Give every line below again, exactly.

Data records
=====
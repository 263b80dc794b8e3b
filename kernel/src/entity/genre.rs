mod id;
mod name;

pub use self::{id::*, name::*};
use destructure::Destructure;
use serde::{Deserialize, Serialize};
use vodca::References;

/// Also used as the genre snapshot embedded in a [`Movie`](crate::entity::Movie).
#[derive(Debug, Clone, Eq, PartialEq, Serialize, Deserialize, References, Destructure)]
pub struct Genre {
    id: GenreId,
    name: GenreName,
}

impl Genre {
    pub fn new(id: GenreId, name: GenreName) -> Self {
        Self { id, name }
    }
}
=====
EXERCISE ANSWER
repository 263b80dc794b8e3b
filename kernel/src/entity/genre.rs
mod id;
mod name;

pub use self::{id::*, name::*};
use destructure::Destructure;
use serde::{Deserialize, Serialize};
use vodca::References;

/// Also used as the genre snapshot embedded in a [`Movie`](crate::entity::Movie).
#[derive(Debug, Clone, Eq, PartialEq, Serialize, Deserialize, References, Destructure)]
pub struct Genre {
    id: GenreId,
    name: GenreName,
}

impl Genre {
    pub fn new(id: GenreId, name: GenreName) -> Self {
        Self { id, name }
    }
}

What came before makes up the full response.